Task item:
Each line of the records below that includes "found" adds one to the count; state the final count by itself.

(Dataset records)
##############################

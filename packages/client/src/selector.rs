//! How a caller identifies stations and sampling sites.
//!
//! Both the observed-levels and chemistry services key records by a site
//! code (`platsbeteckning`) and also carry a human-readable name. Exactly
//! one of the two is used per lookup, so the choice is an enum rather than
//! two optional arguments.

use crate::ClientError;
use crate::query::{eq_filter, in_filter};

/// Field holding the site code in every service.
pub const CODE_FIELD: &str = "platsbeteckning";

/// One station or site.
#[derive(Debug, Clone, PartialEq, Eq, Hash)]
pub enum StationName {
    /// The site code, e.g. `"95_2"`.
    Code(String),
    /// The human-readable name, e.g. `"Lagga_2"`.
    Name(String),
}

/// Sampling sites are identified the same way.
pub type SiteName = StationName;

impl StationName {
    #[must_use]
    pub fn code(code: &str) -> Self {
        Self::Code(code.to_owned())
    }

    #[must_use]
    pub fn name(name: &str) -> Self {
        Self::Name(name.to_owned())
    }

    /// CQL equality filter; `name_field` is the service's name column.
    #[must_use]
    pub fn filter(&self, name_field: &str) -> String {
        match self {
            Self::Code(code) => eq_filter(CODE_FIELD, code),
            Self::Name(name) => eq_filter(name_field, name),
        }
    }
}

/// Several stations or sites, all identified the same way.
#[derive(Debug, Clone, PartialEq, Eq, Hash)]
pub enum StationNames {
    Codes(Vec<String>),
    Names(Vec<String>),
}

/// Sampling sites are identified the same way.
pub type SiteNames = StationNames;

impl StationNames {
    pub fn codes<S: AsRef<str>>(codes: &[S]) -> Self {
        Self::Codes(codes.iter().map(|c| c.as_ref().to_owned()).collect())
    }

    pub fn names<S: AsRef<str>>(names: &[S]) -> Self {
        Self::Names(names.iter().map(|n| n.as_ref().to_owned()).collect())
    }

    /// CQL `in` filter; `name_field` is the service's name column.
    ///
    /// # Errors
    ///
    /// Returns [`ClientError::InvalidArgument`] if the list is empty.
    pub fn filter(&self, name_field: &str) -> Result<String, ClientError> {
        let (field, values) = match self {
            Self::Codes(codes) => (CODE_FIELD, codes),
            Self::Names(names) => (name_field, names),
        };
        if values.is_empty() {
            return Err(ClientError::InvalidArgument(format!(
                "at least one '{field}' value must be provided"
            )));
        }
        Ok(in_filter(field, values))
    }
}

##############################

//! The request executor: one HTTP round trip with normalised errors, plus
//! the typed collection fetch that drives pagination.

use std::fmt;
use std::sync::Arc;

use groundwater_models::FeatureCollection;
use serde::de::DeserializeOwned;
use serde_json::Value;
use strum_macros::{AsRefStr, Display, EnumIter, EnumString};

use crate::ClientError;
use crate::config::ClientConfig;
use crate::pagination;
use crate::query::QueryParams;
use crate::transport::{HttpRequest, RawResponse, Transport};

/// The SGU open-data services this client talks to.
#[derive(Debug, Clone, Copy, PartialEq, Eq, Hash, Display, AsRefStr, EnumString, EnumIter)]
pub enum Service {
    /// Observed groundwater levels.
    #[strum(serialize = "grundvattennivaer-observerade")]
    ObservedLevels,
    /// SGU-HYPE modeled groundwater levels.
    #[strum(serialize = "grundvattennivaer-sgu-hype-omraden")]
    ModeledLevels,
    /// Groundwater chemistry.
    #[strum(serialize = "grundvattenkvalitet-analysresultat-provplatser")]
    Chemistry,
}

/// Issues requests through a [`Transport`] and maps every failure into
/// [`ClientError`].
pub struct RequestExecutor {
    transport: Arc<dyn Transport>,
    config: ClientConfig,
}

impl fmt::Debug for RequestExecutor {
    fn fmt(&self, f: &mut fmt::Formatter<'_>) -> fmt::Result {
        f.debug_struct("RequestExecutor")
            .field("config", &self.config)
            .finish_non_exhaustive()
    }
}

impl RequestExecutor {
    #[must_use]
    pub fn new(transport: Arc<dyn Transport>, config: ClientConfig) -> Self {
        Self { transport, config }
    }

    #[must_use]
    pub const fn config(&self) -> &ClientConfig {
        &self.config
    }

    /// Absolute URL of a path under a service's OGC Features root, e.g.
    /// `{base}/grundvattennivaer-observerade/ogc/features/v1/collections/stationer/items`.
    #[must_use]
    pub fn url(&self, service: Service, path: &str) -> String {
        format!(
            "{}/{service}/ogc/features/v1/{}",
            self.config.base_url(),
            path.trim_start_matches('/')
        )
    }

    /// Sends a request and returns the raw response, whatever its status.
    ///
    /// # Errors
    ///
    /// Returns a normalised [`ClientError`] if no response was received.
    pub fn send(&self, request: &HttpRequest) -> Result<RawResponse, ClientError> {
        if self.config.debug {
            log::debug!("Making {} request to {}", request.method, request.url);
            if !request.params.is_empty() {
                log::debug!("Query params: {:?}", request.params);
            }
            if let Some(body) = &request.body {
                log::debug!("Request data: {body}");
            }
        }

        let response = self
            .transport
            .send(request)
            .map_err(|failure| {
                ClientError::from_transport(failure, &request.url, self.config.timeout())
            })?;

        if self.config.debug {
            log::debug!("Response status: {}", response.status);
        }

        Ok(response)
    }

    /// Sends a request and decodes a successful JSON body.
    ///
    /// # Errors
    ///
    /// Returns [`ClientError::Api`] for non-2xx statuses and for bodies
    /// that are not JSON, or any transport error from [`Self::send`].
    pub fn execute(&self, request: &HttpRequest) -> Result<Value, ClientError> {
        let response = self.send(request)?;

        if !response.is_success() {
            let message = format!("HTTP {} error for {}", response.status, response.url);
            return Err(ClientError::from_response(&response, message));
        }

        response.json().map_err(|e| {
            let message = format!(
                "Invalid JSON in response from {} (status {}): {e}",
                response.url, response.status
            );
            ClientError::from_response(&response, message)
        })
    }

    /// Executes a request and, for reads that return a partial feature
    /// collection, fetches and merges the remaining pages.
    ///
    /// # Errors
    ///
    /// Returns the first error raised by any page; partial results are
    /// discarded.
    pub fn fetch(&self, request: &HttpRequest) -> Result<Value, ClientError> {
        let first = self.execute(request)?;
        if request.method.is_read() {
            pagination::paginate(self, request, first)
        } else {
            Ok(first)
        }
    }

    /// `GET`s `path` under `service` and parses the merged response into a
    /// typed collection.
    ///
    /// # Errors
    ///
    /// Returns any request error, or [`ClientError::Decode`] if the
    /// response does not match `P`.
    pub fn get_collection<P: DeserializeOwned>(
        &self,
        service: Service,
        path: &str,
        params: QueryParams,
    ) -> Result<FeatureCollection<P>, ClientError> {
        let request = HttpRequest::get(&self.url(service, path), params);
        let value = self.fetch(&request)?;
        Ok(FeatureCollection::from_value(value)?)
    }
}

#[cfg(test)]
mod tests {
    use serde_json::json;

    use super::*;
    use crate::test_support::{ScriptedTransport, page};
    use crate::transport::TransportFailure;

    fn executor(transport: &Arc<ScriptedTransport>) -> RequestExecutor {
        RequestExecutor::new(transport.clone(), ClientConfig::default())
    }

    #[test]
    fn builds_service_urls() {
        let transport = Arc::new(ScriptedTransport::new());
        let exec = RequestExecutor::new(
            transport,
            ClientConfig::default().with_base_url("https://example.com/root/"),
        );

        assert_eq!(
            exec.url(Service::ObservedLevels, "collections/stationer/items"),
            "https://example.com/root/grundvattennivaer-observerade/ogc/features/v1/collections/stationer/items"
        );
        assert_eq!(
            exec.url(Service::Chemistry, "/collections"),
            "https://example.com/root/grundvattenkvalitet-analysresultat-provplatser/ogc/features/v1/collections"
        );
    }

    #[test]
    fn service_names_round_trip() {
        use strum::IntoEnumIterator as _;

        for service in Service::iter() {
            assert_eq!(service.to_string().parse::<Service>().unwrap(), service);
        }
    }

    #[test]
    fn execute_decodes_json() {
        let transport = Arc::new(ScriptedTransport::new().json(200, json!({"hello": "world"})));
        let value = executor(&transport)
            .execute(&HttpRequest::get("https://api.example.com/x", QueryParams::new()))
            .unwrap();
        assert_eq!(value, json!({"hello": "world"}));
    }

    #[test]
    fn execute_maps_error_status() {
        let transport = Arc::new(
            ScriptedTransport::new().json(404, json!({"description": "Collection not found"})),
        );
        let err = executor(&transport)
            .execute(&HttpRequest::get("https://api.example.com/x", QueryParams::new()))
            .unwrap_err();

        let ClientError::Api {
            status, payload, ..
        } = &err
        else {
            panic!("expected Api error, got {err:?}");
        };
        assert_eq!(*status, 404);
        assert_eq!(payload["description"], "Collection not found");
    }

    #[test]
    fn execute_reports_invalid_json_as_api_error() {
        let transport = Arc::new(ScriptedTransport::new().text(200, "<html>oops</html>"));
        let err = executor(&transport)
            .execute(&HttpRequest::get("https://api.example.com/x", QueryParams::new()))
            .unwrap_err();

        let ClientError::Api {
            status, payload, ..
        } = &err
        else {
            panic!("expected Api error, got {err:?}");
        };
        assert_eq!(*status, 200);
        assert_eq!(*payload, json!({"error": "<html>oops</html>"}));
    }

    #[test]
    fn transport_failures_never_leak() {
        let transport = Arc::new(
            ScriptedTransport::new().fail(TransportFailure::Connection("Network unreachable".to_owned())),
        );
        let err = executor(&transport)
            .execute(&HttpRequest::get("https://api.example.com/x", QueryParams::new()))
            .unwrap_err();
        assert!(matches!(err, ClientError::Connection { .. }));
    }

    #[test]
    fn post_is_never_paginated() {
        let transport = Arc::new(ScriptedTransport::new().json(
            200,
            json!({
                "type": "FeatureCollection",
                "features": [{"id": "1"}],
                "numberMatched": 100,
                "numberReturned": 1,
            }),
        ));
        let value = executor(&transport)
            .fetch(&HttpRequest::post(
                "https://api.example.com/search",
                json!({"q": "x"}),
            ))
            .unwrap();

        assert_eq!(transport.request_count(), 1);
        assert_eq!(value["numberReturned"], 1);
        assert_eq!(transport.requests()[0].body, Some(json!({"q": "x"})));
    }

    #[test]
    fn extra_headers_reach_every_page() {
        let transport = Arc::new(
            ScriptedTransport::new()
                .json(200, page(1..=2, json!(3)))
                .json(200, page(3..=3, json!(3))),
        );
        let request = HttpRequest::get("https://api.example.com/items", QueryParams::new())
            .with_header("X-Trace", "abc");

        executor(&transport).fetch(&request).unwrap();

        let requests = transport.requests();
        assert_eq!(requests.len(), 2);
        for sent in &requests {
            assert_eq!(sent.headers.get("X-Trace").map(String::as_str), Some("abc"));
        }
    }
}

##############################

Response for this exercise:
2